March 17, 2012
Appling's defense on Mitchell will be key
COLUMBUS, Ohio - Priority one for Michigan State's defense against Saint Louis on Sunday will be to contain Billikens combo guard Kwamain Mitchell. Saint Louis's overall style of play:
The 5-foot-10 Mitchell was Saint Louis's primary offensive weapon during the Billikins' 61-54 victory over Memphis, Friday in the Round-of-64. Mitchell scored 22 points on 9-of-14 shooting.
Mitchell, a junior from Milwaukee, did damage from deep (4-of-7 from 3-point range) and was also a constant problem for Memphis when working off handoffs in the backcourt, leading to stop-and-go drives against helping big men.
"Mitchell is the guy who stirs the drink and creates things," Izzo said. "He does it in different ways."
Mitchell was Saint Louis's second-leading scorer on the season, averaging 12.4 per game after sitting out last year due to a suspension. He led the Billikens in scoring as a sophomore in 2010 at 15.9 points per game.
"We're concerned about some of our matchups, but on the other side of it we think a big key is going to be Mitchell and containing him," Izzo said. "And that's what we're going to try to do."
The Spartans have excelled defensively this year in part to having a plus defender at point guard in sophomore Keith Appling. Izzo credited Appling with helping handcuff LIU Brooklyn point guard Jason Brickman on Friday night.
"I think it's always important that you've got somebody dealing with the quarterback of the other team," Izzo said. "I think one thing that went unknown here (Friday night) was the job Keith Appling did on Brickman. I thought he did a heck of a job on Brickman. Keith gets 10, this and that, but it's his defense on Brickman, because that guy has really chewed up some people and got other people involved. We did not let him penetrate much. And we did not let him do much on the break."
Mitchell is a different type of player. He will begin the game as an off guard while 6-foot sophomore Mike McCall handles the point.
Near the first TV time out, Saint Louis usually moves Mitchell to the point and bring tough defensive stopper Jordair Jett off the bench to play the two and match up on whichever opposing perimeter player is causing a problem.

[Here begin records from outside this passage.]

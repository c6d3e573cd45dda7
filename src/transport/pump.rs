//! Inbound and outbound pumps.
//!
//! Each session runs one of each as independent tokio tasks. The inbound
//! pump owns the read half of the transport, the outbound pump owns the
//! write half; they only talk through channels.
//!
//! # Inbound Pump
//!
//! ```text
//! transport ──► classify ──► Data  ──► inbound channel (cap 1, blocks)
//!                        ├─► Ping  ──► keepalive request ──► outbound pump
//!                        ├─► Pong  ──► (liveness confirmed)
//!                        ├─► Close ──► shutdown (clean)
//!                        └─► error ──► shutdown (InboundFault)
//! ```
//!
//! # Outbound Pump
//!
//! Waits on shutdown, keepalive requests and handler payloads, whichever
//! arrives first. Pongs are written under the pong grace deadline and,
//! once written, push the keepalive deadline forward.

// ============================================================================
// Imports
// ============================================================================

use std::sync::Arc;
use std::time::Duration;

use futures_util::{Sink, SinkExt, Stream, StreamExt};
use tokio::sync::{mpsc, watch};
use tokio::time::{Instant, timeout};
use tokio_tungstenite::tungstenite::{Error as WsError, Message};
use tracing::{debug, trace, warn};

use crate::error::{Error, Result};
use crate::identifiers::SessionId;
use crate::protocol::{Frame, OutboundItem, Payload, ShutdownSignal};

use super::session::{SessionStatus, closing};

// ============================================================================
// Keepalive
// ============================================================================

/// Moves `current` to `candidate` if that is later.
///
/// Returns `true` if the deadline changed. A deadline is never shortened.
#[inline]
pub(crate) fn advance_deadline(current: &mut Instant, candidate: Instant) -> bool {
    if candidate > *current {
        *current = candidate;
        true
    } else {
        false
    }
}

// ============================================================================
// InboundPump
// ============================================================================

/// Read side of a session.
pub(crate) struct InboundPump<R> {
    /// Read half of the transport.
    pub(crate) reader: R,
    /// Session this pump belongs to.
    pub(crate) session_id: SessionId,
    /// Data payloads for the handler.
    pub(crate) inbound_tx: mpsc::Sender<Payload>,
    /// Pong requests for the outbound pump.
    pub(crate) keepalive_tx: mpsc::Sender<Payload>,
    /// Shutdown signals for the coordinator.
    pub(crate) signals: mpsc::UnboundedSender<ShutdownSignal>,
    /// Session status.
    pub(crate) status: watch::Receiver<SessionStatus>,
}

impl<R> InboundPump<R>
where
    R: Stream<Item = std::result::Result<Message, WsError>> + Unpin,
{
    /// Reads frames until shutdown or a terminal frame/error.
    ///
    /// Returns the read half so the session can release the transport.
    pub(crate) async fn run(mut self) -> R {
        debug!(session = %self.session_id, "Inbound pump started");

        loop {
            let next = tokio::select! {
                () = closing(&mut self.status) => {
                    trace!(session = %self.session_id, "Inbound pump observed shutdown");
                    break;
                }
                next = self.reader.next() => next,
            };

            let frame = match next {
                Some(Ok(message)) => match Frame::from_message(message) {
                    Some(frame) => frame,
                    None => continue,
                },

                Some(Err(e)) => {
                    warn!(session = %self.session_id, error = %e, "Failed to read from transport");
                    self.raise(ShutdownSignal::inbound_fault(Error::WebSocket(e)));
                    break;
                }

                None => {
                    debug!(session = %self.session_id, "Transport stream ended");
                    self.raise(ShutdownSignal::inbound_fault(Error::ConnectionClosed));
                    break;
                }
            };

            match frame {
                Frame::Data { kind, payload } => {
                    trace!(session = %self.session_id, ?kind, len = payload.len(), "Data frame received");

                    // Keep reading for control frames once the handler has
                    // stopped receiving; only the payload is dropped.
                    if self.inbound_tx.is_closed() {
                        trace!(session = %self.session_id, "Discarding payload, handler stopped receiving");
                        continue;
                    }

                    if !self.deliver(payload).await {
                        break;
                    }
                }

                Frame::Ping(payload) => {
                    debug!(session = %self.session_id, "Ping received, requesting pong");

                    if !self.request_pong(payload).await {
                        break;
                    }
                }

                Frame::Pong(_) => {
                    trace!(session = %self.session_id, "Pong received");
                }

                Frame::Close(reason) => {
                    debug!(session = %self.session_id, ?reason, "Close frame received");
                    self.raise(ShutdownSignal::peer_closed());
                    break;
                }
            }
        }

        debug!(session = %self.session_id, "Inbound pump terminated");
        self.reader
    }

    /// Hands a payload to the handler, waiting for room in the channel.
    ///
    /// Returns `false` only if the session shut down while waiting. A
    /// handler that dropped its receiver loses the payload, but reading
    /// goes on.
    async fn deliver(&mut self, payload: Payload) -> bool {
        tokio::select! {
            () = closing(&mut self.status) => false,
            sent = self.inbound_tx.send(payload) => {
                if sent.is_err() {
                    debug!(session = %self.session_id, "Handler no longer receives payloads");
                }
                true
            }
        }
    }

    /// Asks the outbound pump to answer a ping.
    async fn request_pong(&mut self, payload: Payload) -> bool {
        tokio::select! {
            () = closing(&mut self.status) => false,
            sent = self.keepalive_tx.send(payload) => sent.is_ok(),
        }
    }

    fn raise(&self, signal: ShutdownSignal) {
        // Coordinator gone means the session is already tearing down.
        let _ = self.signals.send(signal);
    }
}

// ============================================================================
// OutboundPump
// ============================================================================

/// Write side of a session. Sole writer to the transport.
pub(crate) struct OutboundPump<W> {
    /// Write half of the transport.
    pub(crate) writer: W,
    /// Session this pump belongs to.
    pub(crate) session_id: SessionId,
    /// Payloads queued by the handler.
    pub(crate) outbound_rx: mpsc::Receiver<Payload>,
    /// Pong requests from the inbound pump.
    pub(crate) keepalive_rx: mpsc::Receiver<Payload>,
    /// Keepalive deadline, written only here.
    pub(crate) keepalive: Arc<watch::Sender<Instant>>,
    /// Shutdown signals for the coordinator.
    pub(crate) signals: mpsc::UnboundedSender<ShutdownSignal>,
    /// Session status.
    pub(crate) status: watch::Receiver<SessionStatus>,
    /// Deadline for pong writes and keepalive extension.
    pub(crate) pong_grace: Duration,
}

impl<W> OutboundPump<W>
where
    W: Sink<Message, Error = WsError> + Unpin,
{
    /// Writes queued items until shutdown or a write failure.
    ///
    /// Returns the write half so the session can release the transport.
    pub(crate) async fn run(mut self) -> W {
        debug!(session = %self.session_id, "Outbound pump started");

        loop {
            let item = tokio::select! {
                () = closing(&mut self.status) => {
                    trace!(session = %self.session_id, "Outbound pump observed shutdown");
                    break;
                }
                Some(ping) = self.keepalive_rx.recv() => OutboundItem::KeepaliveReply(ping),
                Some(payload) = self.outbound_rx.recv() => OutboundItem::Payload(payload),
            };

            // Shutdown may have landed while the item was being received.
            if !self.status.borrow().is_open() {
                trace!(session = %self.session_id, "Discarding item queued during shutdown");
                break;
            }

            match self.write(item).await {
                Ok(true) => {}
                Ok(false) => break,
                Err(e) => {
                    warn!(session = %self.session_id, error = %e, "Failed to write to transport");
                    let _ = self.signals.send(ShutdownSignal::outbound_fault(e));
                    break;
                }
            }
        }

        debug!(session = %self.session_id, "Outbound pump terminated");
        self.writer
    }

    /// Writes one item.
    ///
    /// Returns `Ok(false)` if shutdown interrupted the write.
    async fn write(&mut self, item: OutboundItem) -> Result<bool> {
        match item {
            OutboundItem::Payload(_) => {
                let message = item.into_message();

                tokio::select! {
                    () = closing(&mut self.status) => Ok(false),
                    sent = self.writer.send(message) => {
                        sent?;
                        trace!(session = %self.session_id, "Payload written");
                        Ok(true)
                    }
                }
            }

            OutboundItem::KeepaliveReply(_) => {
                let message = item.into_message();
                let written_at = Instant::now();
                let deadline = written_at + self.pong_grace;

                let sent = tokio::select! {
                    () = closing(&mut self.status) => return Ok(false),
                    sent = timeout(self.pong_grace, self.writer.send(message)) => sent,
                };

                match sent {
                    Ok(Ok(())) => {}
                    Ok(Err(e)) => return Err(Error::WebSocket(e)),
                    Err(_) => {
                        let timeout_ms = u64::try_from(self.pong_grace.as_millis()).unwrap_or(u64::MAX);
                        return Err(Error::write_timeout(timeout_ms));
                    }
                }

                let extended = self
                    .keepalive
                    .send_if_modified(|current| advance_deadline(current, deadline));

                debug!(session = %self.session_id, extended, "Pong written");
                Ok(true)
            }
        }
    }
}

// ============================================================================
// Tests
// ============================================================================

Meanwhile, MSU will be more forward with its approach. Appling will be on Mitchell. There will be times when Brandon Wood and even Austin Thornton spend time on Mitchell after switches, which will be plentiful when Saint Louis's employs certain variations and patterns of its heavy-screening motion offense. But Mitchell will largely be Appling's property.
"Most likely I'll be the one to defend him," Appling said. "He's a pretty good player. He makes a lot of things happen for his team. So it's going to be a pretty tough matchup for myself, and we just have to go into tomorrow very focused and prepared to play hard for 40 minutes."
Memphis defended handoffs well, initially, by hedging mobile big men onto Mitchell after handoffs. But Mitchell was so fast and persistent with the dribble, that his ability to change speeds and hesitate and then resume his drive to the rim was often effective.
Michigan State will hedge and feather briefly with big men as temporary helpers on handoffs. But Appling's ability to get over screens and hustle back to Mitchell is exquisite.
"We think Appling is getting better each and every game," Izzo said. "The one thing Appling has been pretty solid and steady at, he can defend just about anybody. And I think it's going to be a heck of a matchup and a big part of this game."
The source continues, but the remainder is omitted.